ECB Liikanen: All Nations Must Get Fiscal Houses In Order
HELSINKI (MNI) - European Central Bank Governing Council member Erkki Liikanen danced lightly around the subject of Greece in a Finnish radio interview Tuesday, stressing instead that all nations with large deficits must get them under control.
"Greece is committed to getting the situation under control and its budget deficit under 3% by 2010. I don't want to comment further about one nation," Liikanen, who heads the Bank of Finland, told the Finnish station YLE Radio Puhe. Though he later added, "I trust that Greece will get control of the situation."

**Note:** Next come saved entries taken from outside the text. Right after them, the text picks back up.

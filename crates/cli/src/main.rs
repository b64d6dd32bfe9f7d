//! SERV SPI diagnostic harness CLI.
//!
//! This binary exposes the harness operations as subcommands. It performs:
//! 1. **Single operations:** Write one word, load a program listing, reset the core.
//! 2. **Diagnostics:** Run one named check, the quick test, or the full suite.
//! 3. **Demos:** Load the canned hello-world program.
//!
//! The physical SPI driver is supplied by the host integration; this front end runs every
//! operation against the built-in simulated peer, which can be told to misbehave through
//! `--status-byte` and `--fail-after` to rehearse failure handling.

use std::path::PathBuf;
use std::process::ExitCode;
use std::{fmt, fs};

use clap::{Parser, Subcommand};
use tracing::{error, info};
use tracing_subscriber::EnvFilter;

use servdiag_core::Config;
use servdiag_core::bus::{StdDelay, Transport};
use servdiag_core::common::{MemAddr, STATUS_SENTINEL, Word};
use servdiag_core::diag::{self, Check, Suite, run_check};
use servdiag_core::sim::{self, programs};
use servdiag_core::soc::SimulatedPeer;

type Session = Transport<SimulatedPeer, StdDelay>;

#[derive(Parser, Debug)]
#[command(
    name = "servdiag",
    author,
    version,
    about = "SPI diagnostic harness for the SERV RISC-V soft core",
    long_about = "Drive a SERV core on FPGA over SPI: write words, load programs, and run the diagnostic suite.\n\nExamples:\n  servdiag suite\n  servdiag check status\n  servdiag write 10 0xABCDEF00\n  servdiag load --base 0 program.hex"
)]
struct Cli {
    /// JSON configuration file (bus, timing and suite parameters).
    #[arg(short, long, global = true)]
    config: Option<PathBuf>,

    /// Increase log verbosity (-v debug, -vv trace). Overridden by RUST_LOG.
    #[arg(short, long, action = clap::ArgAction::Count, global = true)]
    verbose: u8,

    /// Status byte the simulated peer answers with.
    #[arg(long, value_parser = parse_u8, default_value_t = STATUS_SENTINEL, global = true)]
    status_byte: u8,

    /// Make the simulated peer fail every bus operation after this many.
    #[arg(long, global = true)]
    fail_after: Option<usize>,

    #[command(subcommand)]
    command: Commands,
}

#[derive(Subcommand, Debug)]
enum Commands {
    /// Write a single 32-bit word.
    Write {
        /// Target address (0-255).
        #[arg(value_parser = parse_u8)]
        address: u8,
        /// Value to write.
        #[arg(value_parser = parse_word)]
        value: Word,
    },

    /// Load a program listing (one word per line, `#` comments).
    Load {
        /// Listing file.
        file: PathBuf,
        /// Address of the first word.
        #[arg(long, value_parser = parse_u8, default_value_t = 0)]
        base: u8,
    },

    /// Run a single named check.
    Check {
        /// Check slug or name (see `servdiag checks`).
        name: Check,
    },

    /// Run the full diagnostic suite.
    Suite {
        /// Print the report as JSON instead of the text summary.
        #[arg(long)]
        json: bool,
    },

    /// One status read followed by the memory-write check.
    Quick,

    /// Fill addresses 0..16 with no-ops.
    Reset,

    /// Load the hello-world demo program at address 0.
    Hello,

    /// List the available checks in suite order.
    Checks,
}

/// Failure that ends the process with a non-zero exit code.
#[derive(Debug)]
struct CliError(String);

impl fmt::Display for CliError {
    fn fmt(&self, f: &mut fmt::Formatter<'_>) -> fmt::Result {
        f.write_str(&self.0)
    }
}

impl<E: std::error::Error> From<E> for CliError {
    fn from(e: E) -> Self {
        Self(e.to_string())
    }
}

fn main() -> ExitCode {
    let cli = Cli::parse();
    init_tracing(cli.verbose);

    match run(cli) {
        Ok(true) => ExitCode::SUCCESS,
        Ok(false) => ExitCode::FAILURE,
        Err(e) => {
            error!("{e}");
            eprintln!("Error: {e}");
            ExitCode::FAILURE
        }
    }
}

/// Installs the fmt subscriber; `RUST_LOG` wins over `-v`.
fn init_tracing(verbose: u8) {
    let default = match verbose {
        0 => "info",
        1 => "debug",
        _ => "trace",
    };
    let filter = EnvFilter::try_from_default_env().unwrap_or_else(|_| EnvFilter::new(default));
    tracing_subscriber::fmt()
        .with_env_filter(filter)
        .with_target(false)
        .init();
}

/// Dispatches one subcommand. Returns whether the operation succeeded.
fn run(cli: Cli) -> Result<bool, CliError> {
    let config = match &cli.config {
        Some(path) => Config::load(path)?,
        None => Config::default(),
    };

    if let Commands::Checks = cli.command {
        for check in Check::ALL {
            println!("{:<12} {}", check.slug(), check.name());
        }
        return Ok(true);
    }

    let mut transport = open_session(&cli, &config);

    let ok = match cli.command {
        Commands::Write { address, value } => {
            sim::write_word(&mut transport, MemAddr::new(address), value)?;
            true
        }
        Commands::Load { file, base } => {
            let listing = fs::read_to_string(&file)?;
            let program = sim::parse_program(&listing)?;
            sim::load_program(&mut transport, &program, MemAddr::new(base))?;
            println!(
                "Program loaded: {} words at address {base}",
                program.len()
            );
            true
        }
        Commands::Check { name } => {
            let outcome = run_check(name, &mut transport, &config.suite);
            println!("{outcome}");
            outcome.passed()
        }
        Commands::Suite { json } => {
            let report = Suite::new(&config).run(&mut transport);
            if json {
                println!("{}", report.to_json()?);
            } else {
                println!("{report}");
            }
            report.overall_success()
        }
        Commands::Quick => diag::quick_test(&mut transport)?,
        Commands::Reset => {
            sim::reset_core(&mut transport)?;
            true
        }
        Commands::Hello => {
            sim::load_program(&mut transport, &programs::HELLO_WORLD, MemAddr::MIN)?;
            println!("Hello-world program loaded; it stores a HELLO pattern at 0x200");
            true
        }
        Commands::Checks => true,
    };

    let stats = transport.stats();
    info!(
        frames = stats.frames_written,
        reads = stats.status_reads,
        failures = stats.failures,
        "session closed"
    );
    Ok(ok)
}

/// Builds the transport over the simulated peer and logs the session banner.
fn open_session(cli: &Cli, config: &Config) -> Session {
    let mut peer = SimulatedPeer::new().with_status(cli.status_byte);
    if let Some(limit) = cli.fail_after {
        peer = peer.fail_after(limit);
    }

    info!(
        spi = config.bus.spi_id,
        baudrate = config.bus.baudrate,
        cs_pin = config.bus.cs_pin,
        "SPI session: mode 0, MSB first, 5-byte write frames (simulated peer)"
    );
    Transport::with_timing(peer, StdDelay, config.timing)
}

fn parse_u8(s: &str) -> Result<u8, String> {
    let word = parse_word(s)?;
    u8::try_from(word).map_err(|_| format!("`{s}` does not fit in 8 bits"))
}

fn parse_word(s: &str) -> Result<Word, String> {
    sim::loader::parse_word(s).ok_or_else(|| format!("`{s}` is not a 32-bit number"))
}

He noted that the U.S. budget deficit, which is over 10% of GDP, is "much more than the eurozone average," and that in many EU countries the deficit is greater than the statutory limit of 3%.
"It's important that every nation get its situation under control," Liikanen exhorted. "Large deficits affect ability to borrow money - interest rates. The situation has to be solved."
Liikanen also said that the current level of ECB interest rates is "appropriate," and that there is "no upside risk to prices." He later elaborated that there was "a balance" in inflationary pressures, with labor and indirect taxes on the upside and the economy on the downside. So, "all in all the whole situation is in balance," he said.
Liikanen declined to comment on when or whether the ECB might begin raising borrowing costs, saying, "we never comment on upcoming rate rises."